Uma Viagem Romântica 10

   
     Karla decidiu levantar para se arriscar entre as pedras. As árvores do abismo iam ficando mais distantes e escuras com o cair da noite, os pequenos arbustos entre as pedras mais opressivos, como se juntando uns aos outros com a intenção de barrar-lhe o caminho. Mas, entre os arbustos predominava uma espécie de caminho estreito que serpenteava, subindo até a pedra grande que dava no paredão. A sequência do caminho continuava por deslizamentos perigosos, nada aconselháveis para caminhada na escuridão daquele ponto em diante. Nesse instante surgiu uma espécie de nuvem cinza que parecia iluminada - vinha lá do alto do paredão. Karla ficou alguns instantes diante da pedra gigante, meio envolvida pela nuvem e pensando o que fazer. Os ombros dela começaram a ficar encurvados, um ombro um pouco mais baixo do que o outro, e os braços largados como se tivesse sido enfraquecida por uma força mais poderosa que ela. Percebi, mesmo em meio aquele denso nevoeiro cinza, que sua expressão era de cautela e embaraço, respirando devagar e intensamente, sem fazer qualquer movimento brusco. Eu me espantei com seu sorriso misterioso quando ela se virou e ficou de perfil, dando-me uma visão perfeita do ponto em que eu estava na pedra em formato de concha. Veio dela um sorriso malicioso, belicoso e iluminado que mostrava todas as dobras do seu rosto, inclusive uma artéria fina e azulada do pescoço. Mas de repente ela ficou assustada. Mudou o semblante e voltou com passos apressados até o meu local.

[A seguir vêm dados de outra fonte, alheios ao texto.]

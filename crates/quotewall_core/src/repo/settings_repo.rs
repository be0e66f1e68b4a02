//! Settings repository: the key-value store behind rotation state and
//! wallpaper preferences.
//!
//! # Responsibility
//! - Provide raw `get/set/delete` over the `settings` table.
//! - Provide typed accessors for `currentQuoteId`, `lastQuoteDate` and
//!   `darkBackground`.
//!
//! # Invariants
//! - `currentQuoteId` and `lastQuoteDate` are written together by
//!   `save_rotation_state`, inside one transaction.
//! - Non-numeric `currentQuoteId` values read back as absent.
//! - Absent `darkBackground` means dark; only the literal `false` means light.

use crate::model::quote::QuoteId;
use crate::model::style::WallpaperStyle;
use crate::repo::guard::ensure_connection_ready;
use crate::repo::quote_repo::RepoResult;
use rusqlite::{params, Connection, OptionalExtension};

/// Closed set of persisted setting keys.
#[derive(Debug, Clone, Copy, PartialEq, Eq, Hash)]
pub enum SettingKey {
    DarkBackground,
    DarkMode,
    LastQuoteDate,
    CurrentQuoteId,
}

impl SettingKey {
    /// Stored key name. Must stay stable across releases.
    pub fn as_str(self) -> &'static str {
        match self {
            Self::DarkBackground => "darkBackground",
            Self::DarkMode => "darkMode",
            Self::LastQuoteDate => "lastQuoteDate",
            Self::CurrentQuoteId => "currentQuoteId",
        }
    }
}

/// Persisted rotation pair owned by the rotation engine.
#[derive(Debug, Clone, Default, PartialEq, Eq)]
pub struct RotationState {
    pub current_quote_id: Option<QuoteId>,
    /// Local calendar date (`YYYY-MM-DD`) the current quote was chosen on.
    pub last_quote_date: Option<String>,
}

/// Key-value settings store.
pub trait SettingsRepository {
    fn get_setting(&self, key: SettingKey) -> RepoResult<Option<String>>;
    fn set_setting(&self, key: SettingKey, value: &str) -> RepoResult<()>;
    fn delete_setting(&self, key: SettingKey) -> RepoResult<()>;

    /// Persists the active quote id and its selection date as one update.
    fn save_rotation_state(&self, quote_id: QuoteId, date: &str) -> RepoResult<()>;

    fn current_quote_id(&self) -> RepoResult<Option<QuoteId>> {
        let value = self.get_setting(SettingKey::CurrentQuoteId)?;
        Ok(value.and_then(|raw| raw.trim().parse::<QuoteId>().ok()))
    }

    fn clear_current_quote_id(&self) -> RepoResult<()> {
        self.delete_setting(SettingKey::CurrentQuoteId)
    }

    fn last_quote_date(&self) -> RepoResult<Option<String>> {
        self.get_setting(SettingKey::LastQuoteDate)
    }

    fn rotation_state(&self) -> RepoResult<RotationState> {
        Ok(RotationState {
            current_quote_id: self.current_quote_id()?,
            last_quote_date: self.last_quote_date()?,
        })
    }

    fn wallpaper_style(&self) -> RepoResult<WallpaperStyle> {
        let value = self.get_setting(SettingKey::DarkBackground)?;
        Ok(WallpaperStyle::from_dark_background(
            value.as_deref() != Some("false"),
        ))
    }

    fn set_wallpaper_style(&self, style: WallpaperStyle) -> RepoResult<()> {
        let value = if style.is_dark() { "true" } else { "false" };
        self.set_setting(SettingKey::DarkBackground, value)
    }
}

impl<T: SettingsRepository + ?Sized> SettingsRepository for &T {
    fn get_setting(&self, key: SettingKey) -> RepoResult<Option<String>> {
        (**self).get_setting(key)
    }
    fn set_setting(&self, key: SettingKey, value: &str) -> RepoResult<()> {
        (**self).set_setting(key, value)
    }
    fn delete_setting(&self, key: SettingKey) -> RepoResult<()> {
        (**self).delete_setting(key)
    }
    fn save_rotation_state(&self, quote_id: QuoteId, date: &str) -> RepoResult<()> {
        (**self).save_rotation_state(quote_id, date)
    }
}

/// SQLite-backed settings repository.
pub struct SqliteSettingsRepository<'conn> {
    conn: &'conn Connection,
}

impl<'conn> SqliteSettingsRepository<'conn> {
    /// Constructs a repository from a migrated connection.
    pub fn try_new(conn: &'conn Connection) -> RepoResult<Self> {
        ensure_connection_ready(conn)?;
        Ok(Self { conn })
    }
}

impl SettingsRepository for SqliteSettingsRepository<'_> {
    fn get_setting(&self, key: SettingKey) -> RepoResult<Option<String>> {
        let value = self
            .conn
            .query_row(
                "SELECT value FROM settings WHERE key = ?1;",
                [key.as_str()],
                |row| row.get::<_, Option<String>>(0),
            )
            .optional()?;
        Ok(value.flatten())
    }

    fn set_setting(&self, key: SettingKey, value: &str) -> RepoResult<()> {
        self.conn.execute(
            "INSERT OR REPLACE INTO settings (key, value) VALUES (?1, ?2);",
            params![key.as_str(), value],
        )?;
        Ok(())
    }

    fn delete_setting(&self, key: SettingKey) -> RepoResult<()> {
        self.conn
            .execute("DELETE FROM settings WHERE key = ?1;", [key.as_str()])?;
        Ok(())
    }

    fn save_rotation_state(&self, quote_id: QuoteId, date: &str) -> RepoResult<()> {
        let tx = self.conn.unchecked_transaction()?;
        for (key, value) in [
            (SettingKey::CurrentQuoteId, quote_id.to_string()),
            (SettingKey::LastQuoteDate, date.to_string()),
        ] {
            tx.execute(
                "INSERT OR REPLACE INTO settings (key, value) VALUES (?1, ?2);",
                params![key.as_str(), value],
            )?;
        }
        tx.commit()?;
        Ok(())
    }
}
fn wallpaper_invalidate_at(
    db_path: &Path,
    wallpaper_dir: &Path,
    quote_id: Option<QuoteId>,
) -> WallpaperActionResponse {
    let result = open_db(db_path)
        .map_err(|err| format!("DB open failed: {err}"))
        .and_then(|conn| {
            let quotes = SqliteQuoteRepository::try_new(&conn).map_err(|err| err.to_string())?;
            CacheCoordinator::new(&quotes, wallpaper_cache_at(wallpaper_dir))
                .invalidate(quote_id)
                .map_err(|err| err.to_string())
        });

    match result {
        Ok(removed) => WallpaperActionResponse {
            ok: true,
            path: None,
            removed: u32::try_from(removed).unwrap_or(u32::MAX),
            message: format!("Removed {removed} wallpaper(s)."),
        },
        Err(err) => WallpaperActionResponse::failure(format!("wallpaper_invalidate failed: {err}")),
    }
}

fn set_dark_background_at(db_path: &Path, wallpaper_dir: &Path, dark: bool) -> PreferenceResponse {
    let result = open_db(db_path)
        .map_err(|err| format!("DB open failed: {err}"))
        .and_then(|conn| {
            let settings =
                SqliteSettingsRepository::try_new(&conn).map_err(|err| err.to_string())?;
            PreferenceService::new(&settings, wallpaper_cache_at(wallpaper_dir))
                .set_wallpaper_style(WallpaperStyle::from_dark_background(dark))
                .map_err(|err| err.to_string())
        });

    match result {
        Ok(changed) => PreferenceResponse {
            ok: true,
            changed,
            message: if changed {
                "Background updated.".to_string()
            } else {
                "Background unchanged.".to_string()
            },
        },
        Err(err) => PreferenceResponse {
            ok: false,
            changed: false,
            message: format!("set_dark_background failed: {err}"),
        },
    }
}
//! Common shapes in unit coordinates.

use log::debug;
use maneuver_core::Result;
use maneuver_math::{dvec2, DVec2, Point, TransformParams};

use crate::build::{concat, from_points, transform};
use crate::Maneuver;

/// Three quarters of a unit circle through the four axis points, starting at
/// `(1, 0)` and ending at `(0, -1)`.
pub fn circle(ticks: usize) -> Result<Maneuver> {
    let points = vec![
        dvec2(1.0, 0.0),
        dvec2(0.0, 1.0),
        dvec2(-1.0, 0.0),
        dvec2(0.0, -1.0),
    ];
    from_points(ticks, points, true, true)
}

/// Heart outline from `(0, -1)` around the left lobe to `(0, 0)`, then back
/// down the mirrored right lobe. Each half gets `ticks / 2` ticks.
pub fn heart(ticks: usize) -> Result<Maneuver> {
    let left_side = vec![
        dvec2(0.0, -1.0),
        dvec2(-0.5, -0.5),
        dvec2(-1.0, 0.0),
        dvec2(-0.5, 0.5),
        dvec2(0.0, 0.0),
    ];
    let right_side: Vec<Point> = left_side.iter().rev().copied().collect();
    let half = ticks / 2;
    debug!("heart maneuver: {} ticks per side", half);

    let left = from_points(half, left_side, true, true)?;
    let mirrored = from_points(half, right_side, true, true)?;
    let right = transform(
        mirrored,
        TransformParams::default().with_flips(true, false),
    )?;
    Ok(concat(left, right))
}

/// Arc from `start` to `end` through the chord midpoint pushed sideways by
/// `curvature` times the chord's perpendicular.
///
/// Positive curvature bends to the left of the direction of travel.
pub fn arc(ticks: usize, start: Point, end: Point, curvature: f64) -> Result<Maneuver> {
    let chord: DVec2 = end - start;
    let linear_mid = (start + end) * 0.5;
    let mid = linear_mid + chord.perp() * curvature;
    from_points(ticks, vec![start, mid, end], true, true)
}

     - Ronnie. Você viu o que eu vi e ouviu o que eu ouvi?
     - O que você viu e ouviu além da pedra, do assovio do vento e da névoa?
     - Preste bem atenção, não vá de maneira alguma para aquele lado, tem alguém ali nos observando, mas não parece perigoso, só um vulto um pouco estranho que não consegui definir se era homem ou mulher. Eu ouvi uma música estranha saindo do paredão e ela me fazia flutuar e me puxava para dentro. Senti meus pés se erguerem do chão e girei um pouco no ar. Até me dá arrepios só de comentar.
     -"Um vulto um pouco estranho"? - Sorri e acrescentei - Era assim que falavam de mim há muito tempo atrás, quando eu era apenas um adolescente de cabelos compridos.
    - É sério Ronnie. Reforço o aviso: cuidado, não olhe para lá!
    - Ahhhh... Está bem Karla, seja qual for a criatura que estiver ali ela tem medo da gente, pois ainda não se mostrou na claridade. Você deve estar vendo os galhos balançando e imagina que seja um fantasma. Sente-se aqui. Vamos conversar sobre a vida enquanto olhamos a lua subindo do horizonte. Você gostou da sua fase de adolescente?
    - Não mude de assunto. E se essa pessoa quiser nos aprisionar aqui? Tipo, para sempre? E se for um bruxo ou feiticeiro tentando nos capturar para nos transformar em animais que saltam da beira do precipício e voam em direção à lua?
    - Pare com essas conversas esquisitas. Deixa essa impressão para lá. Naquela pedra não tem nada, não tem ninguém, é só mato. Vamos falar outras coisas para amenizar o clima. Responda o que perguntei.
    - Sobre o que?
    - Como você passou sua adolescência e como você percebia a vida naquele tempo.
    Karla se mantinha inquieta, olhares sequenciais para o caminho de arbusto que levava ao paredão, cada vez mais coberto por névoa. Estava difícil para ela se focar no assunto e na resposta esperada. Começa titubeante.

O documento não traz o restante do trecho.